▶ [Recorded information]:

○ ○ ○ ○

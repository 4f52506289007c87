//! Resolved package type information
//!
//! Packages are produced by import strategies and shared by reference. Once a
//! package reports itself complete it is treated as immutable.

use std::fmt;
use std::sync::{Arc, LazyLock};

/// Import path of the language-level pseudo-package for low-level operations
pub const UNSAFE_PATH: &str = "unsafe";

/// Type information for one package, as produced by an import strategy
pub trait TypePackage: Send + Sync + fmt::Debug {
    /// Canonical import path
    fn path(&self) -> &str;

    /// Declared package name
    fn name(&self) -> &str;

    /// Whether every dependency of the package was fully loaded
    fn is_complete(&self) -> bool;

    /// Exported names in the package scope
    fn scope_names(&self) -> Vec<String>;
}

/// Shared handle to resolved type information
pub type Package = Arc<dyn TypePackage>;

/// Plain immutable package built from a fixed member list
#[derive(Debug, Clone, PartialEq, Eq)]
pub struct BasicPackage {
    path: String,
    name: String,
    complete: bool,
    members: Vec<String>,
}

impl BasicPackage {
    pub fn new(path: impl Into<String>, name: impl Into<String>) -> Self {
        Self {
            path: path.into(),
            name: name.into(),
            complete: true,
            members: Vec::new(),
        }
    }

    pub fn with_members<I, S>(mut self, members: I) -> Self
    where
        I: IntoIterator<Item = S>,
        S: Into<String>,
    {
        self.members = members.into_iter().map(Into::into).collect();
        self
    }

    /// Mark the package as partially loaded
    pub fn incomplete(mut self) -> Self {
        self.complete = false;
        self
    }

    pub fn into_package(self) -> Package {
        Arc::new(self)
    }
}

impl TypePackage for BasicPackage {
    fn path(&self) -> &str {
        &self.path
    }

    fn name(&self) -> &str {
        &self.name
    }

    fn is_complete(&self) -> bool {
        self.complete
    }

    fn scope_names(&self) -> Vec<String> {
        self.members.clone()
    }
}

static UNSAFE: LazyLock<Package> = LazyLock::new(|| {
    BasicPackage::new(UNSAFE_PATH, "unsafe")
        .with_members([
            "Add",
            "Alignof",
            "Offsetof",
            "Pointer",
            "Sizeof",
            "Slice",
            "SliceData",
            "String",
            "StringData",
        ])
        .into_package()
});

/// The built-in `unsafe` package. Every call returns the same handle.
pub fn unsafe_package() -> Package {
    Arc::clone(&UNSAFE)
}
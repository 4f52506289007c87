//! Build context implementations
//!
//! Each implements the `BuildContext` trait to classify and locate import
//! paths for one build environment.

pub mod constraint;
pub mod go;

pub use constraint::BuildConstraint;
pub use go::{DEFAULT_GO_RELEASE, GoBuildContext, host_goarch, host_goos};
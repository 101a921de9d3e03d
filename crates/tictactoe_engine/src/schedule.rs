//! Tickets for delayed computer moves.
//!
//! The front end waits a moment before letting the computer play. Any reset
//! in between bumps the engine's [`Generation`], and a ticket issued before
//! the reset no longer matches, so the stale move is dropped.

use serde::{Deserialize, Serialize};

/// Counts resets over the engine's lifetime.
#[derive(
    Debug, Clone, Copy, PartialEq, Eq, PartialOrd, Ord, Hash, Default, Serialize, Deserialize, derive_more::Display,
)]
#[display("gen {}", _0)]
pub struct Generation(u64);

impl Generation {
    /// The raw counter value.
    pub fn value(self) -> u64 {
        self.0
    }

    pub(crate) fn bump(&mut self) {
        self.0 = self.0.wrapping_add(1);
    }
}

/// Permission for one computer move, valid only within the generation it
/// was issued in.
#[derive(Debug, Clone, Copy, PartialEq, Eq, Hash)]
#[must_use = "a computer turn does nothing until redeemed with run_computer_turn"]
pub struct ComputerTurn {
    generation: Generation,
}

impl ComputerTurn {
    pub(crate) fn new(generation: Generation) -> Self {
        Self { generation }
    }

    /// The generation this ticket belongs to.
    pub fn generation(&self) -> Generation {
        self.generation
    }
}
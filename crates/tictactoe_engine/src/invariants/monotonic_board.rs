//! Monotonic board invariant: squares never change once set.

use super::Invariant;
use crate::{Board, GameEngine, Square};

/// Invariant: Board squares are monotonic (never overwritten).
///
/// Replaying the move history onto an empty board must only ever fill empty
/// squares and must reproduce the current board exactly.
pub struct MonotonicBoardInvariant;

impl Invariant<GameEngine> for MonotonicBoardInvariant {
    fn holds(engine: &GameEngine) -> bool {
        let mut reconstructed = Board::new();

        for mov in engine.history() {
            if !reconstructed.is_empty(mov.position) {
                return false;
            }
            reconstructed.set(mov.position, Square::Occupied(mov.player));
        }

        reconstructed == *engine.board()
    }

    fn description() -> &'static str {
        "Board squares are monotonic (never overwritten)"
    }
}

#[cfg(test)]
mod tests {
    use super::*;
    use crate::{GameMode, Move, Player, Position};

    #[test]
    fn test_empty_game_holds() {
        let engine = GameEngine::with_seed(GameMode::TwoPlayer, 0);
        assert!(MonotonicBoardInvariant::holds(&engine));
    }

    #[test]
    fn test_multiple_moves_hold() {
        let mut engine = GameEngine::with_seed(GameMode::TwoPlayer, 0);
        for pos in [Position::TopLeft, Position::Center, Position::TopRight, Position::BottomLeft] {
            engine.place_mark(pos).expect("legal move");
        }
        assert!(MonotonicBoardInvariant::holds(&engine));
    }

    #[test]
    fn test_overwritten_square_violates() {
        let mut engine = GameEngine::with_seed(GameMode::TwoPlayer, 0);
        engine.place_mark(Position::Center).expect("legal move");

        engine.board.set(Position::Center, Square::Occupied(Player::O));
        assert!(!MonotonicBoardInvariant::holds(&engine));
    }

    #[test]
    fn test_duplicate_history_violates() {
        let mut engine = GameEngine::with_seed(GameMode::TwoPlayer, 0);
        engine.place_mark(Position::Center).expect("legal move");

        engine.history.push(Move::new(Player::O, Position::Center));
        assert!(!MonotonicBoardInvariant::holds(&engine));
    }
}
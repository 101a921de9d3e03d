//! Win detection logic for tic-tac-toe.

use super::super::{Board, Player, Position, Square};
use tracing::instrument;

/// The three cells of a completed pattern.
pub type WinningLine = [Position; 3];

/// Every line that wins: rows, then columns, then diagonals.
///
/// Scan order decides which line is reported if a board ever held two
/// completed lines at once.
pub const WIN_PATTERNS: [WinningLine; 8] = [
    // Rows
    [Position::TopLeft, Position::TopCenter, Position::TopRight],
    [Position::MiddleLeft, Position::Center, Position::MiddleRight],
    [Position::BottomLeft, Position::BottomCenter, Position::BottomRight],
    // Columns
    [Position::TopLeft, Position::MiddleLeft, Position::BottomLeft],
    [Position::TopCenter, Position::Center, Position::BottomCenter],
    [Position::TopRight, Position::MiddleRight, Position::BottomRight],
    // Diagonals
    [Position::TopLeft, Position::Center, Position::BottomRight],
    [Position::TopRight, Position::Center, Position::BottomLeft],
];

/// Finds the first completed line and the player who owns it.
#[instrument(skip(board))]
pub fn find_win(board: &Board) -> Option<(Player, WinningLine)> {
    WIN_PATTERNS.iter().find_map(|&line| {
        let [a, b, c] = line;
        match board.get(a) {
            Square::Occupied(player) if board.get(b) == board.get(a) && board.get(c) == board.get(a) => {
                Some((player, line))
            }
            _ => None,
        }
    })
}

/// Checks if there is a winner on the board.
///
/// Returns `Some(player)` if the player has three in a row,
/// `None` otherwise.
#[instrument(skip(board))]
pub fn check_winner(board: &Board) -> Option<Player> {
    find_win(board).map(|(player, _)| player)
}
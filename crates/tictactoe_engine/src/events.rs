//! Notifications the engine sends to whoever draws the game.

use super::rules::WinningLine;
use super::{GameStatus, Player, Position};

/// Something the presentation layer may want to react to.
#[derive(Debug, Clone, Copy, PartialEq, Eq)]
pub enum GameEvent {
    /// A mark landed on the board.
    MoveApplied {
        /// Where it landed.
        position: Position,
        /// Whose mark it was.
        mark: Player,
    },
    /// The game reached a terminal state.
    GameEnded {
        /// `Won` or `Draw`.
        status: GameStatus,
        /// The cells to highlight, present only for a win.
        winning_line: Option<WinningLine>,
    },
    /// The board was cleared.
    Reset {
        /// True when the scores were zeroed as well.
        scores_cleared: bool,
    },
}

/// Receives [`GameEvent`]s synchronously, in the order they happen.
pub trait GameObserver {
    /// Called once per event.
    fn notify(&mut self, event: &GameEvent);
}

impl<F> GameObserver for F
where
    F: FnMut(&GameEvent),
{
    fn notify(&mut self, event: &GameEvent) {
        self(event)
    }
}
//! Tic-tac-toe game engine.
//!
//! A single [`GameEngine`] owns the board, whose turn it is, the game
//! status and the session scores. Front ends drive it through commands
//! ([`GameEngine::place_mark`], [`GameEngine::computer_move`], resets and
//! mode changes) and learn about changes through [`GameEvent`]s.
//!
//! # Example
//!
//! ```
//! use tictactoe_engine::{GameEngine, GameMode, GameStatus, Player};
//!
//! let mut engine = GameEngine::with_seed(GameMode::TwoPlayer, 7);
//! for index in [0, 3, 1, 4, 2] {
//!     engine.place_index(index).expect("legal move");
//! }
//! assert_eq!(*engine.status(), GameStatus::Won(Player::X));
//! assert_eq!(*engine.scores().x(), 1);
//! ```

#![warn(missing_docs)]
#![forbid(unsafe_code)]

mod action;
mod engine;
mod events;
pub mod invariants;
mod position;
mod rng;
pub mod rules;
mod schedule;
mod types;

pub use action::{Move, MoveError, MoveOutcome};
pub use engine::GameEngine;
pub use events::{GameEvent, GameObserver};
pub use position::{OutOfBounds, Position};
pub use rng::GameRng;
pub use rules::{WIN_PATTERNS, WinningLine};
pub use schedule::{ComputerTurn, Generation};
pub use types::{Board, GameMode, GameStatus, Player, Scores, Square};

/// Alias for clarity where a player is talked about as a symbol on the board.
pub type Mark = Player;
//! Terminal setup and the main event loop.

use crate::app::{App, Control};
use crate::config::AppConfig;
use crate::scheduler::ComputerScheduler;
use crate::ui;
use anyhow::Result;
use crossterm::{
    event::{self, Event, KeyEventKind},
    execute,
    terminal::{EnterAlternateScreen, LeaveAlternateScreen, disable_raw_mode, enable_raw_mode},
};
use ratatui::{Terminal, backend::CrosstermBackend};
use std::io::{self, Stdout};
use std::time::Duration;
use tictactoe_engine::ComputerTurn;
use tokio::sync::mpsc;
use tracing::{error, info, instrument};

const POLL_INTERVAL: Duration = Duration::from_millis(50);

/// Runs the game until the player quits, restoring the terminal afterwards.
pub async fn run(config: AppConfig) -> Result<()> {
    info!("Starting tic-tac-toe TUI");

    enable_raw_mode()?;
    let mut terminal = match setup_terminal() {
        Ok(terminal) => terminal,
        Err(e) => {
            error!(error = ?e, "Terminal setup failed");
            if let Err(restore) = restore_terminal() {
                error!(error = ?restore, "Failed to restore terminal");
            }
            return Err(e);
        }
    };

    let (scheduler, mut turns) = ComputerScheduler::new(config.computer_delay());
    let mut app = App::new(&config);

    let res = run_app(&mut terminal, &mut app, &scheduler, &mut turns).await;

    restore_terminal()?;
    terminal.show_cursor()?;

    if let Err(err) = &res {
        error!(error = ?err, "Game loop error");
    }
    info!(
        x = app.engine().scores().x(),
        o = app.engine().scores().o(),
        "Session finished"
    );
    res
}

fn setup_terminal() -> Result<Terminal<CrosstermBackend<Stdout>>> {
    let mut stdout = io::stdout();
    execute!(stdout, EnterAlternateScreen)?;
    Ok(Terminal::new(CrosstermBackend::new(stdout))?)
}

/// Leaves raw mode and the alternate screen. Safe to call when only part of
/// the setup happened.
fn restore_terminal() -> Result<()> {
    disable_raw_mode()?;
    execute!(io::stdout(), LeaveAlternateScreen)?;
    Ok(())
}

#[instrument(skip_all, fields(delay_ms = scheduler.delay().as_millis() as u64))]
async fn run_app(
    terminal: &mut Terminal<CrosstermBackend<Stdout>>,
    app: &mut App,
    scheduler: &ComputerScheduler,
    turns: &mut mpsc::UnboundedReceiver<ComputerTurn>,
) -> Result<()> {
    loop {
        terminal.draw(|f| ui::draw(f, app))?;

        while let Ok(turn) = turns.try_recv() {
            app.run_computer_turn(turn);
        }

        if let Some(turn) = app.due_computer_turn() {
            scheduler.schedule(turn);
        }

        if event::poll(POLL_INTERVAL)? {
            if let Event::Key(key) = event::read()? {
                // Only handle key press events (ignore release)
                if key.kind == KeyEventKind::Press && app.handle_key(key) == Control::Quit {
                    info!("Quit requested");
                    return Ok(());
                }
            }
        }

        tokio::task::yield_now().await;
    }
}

○ ○ ○ ○

▶ [What you need to do]: Look for the string "reconstructed" in the listing above and copy every line holding it.

▶ [Expected answer]:
        let mut reconstructed = Board::new();
            if !reconstructed.is_empty(mov.position) {
            reconstructed.set(mov.position, Square::Occupied(mov.player));
        reconstructed == *engine.board()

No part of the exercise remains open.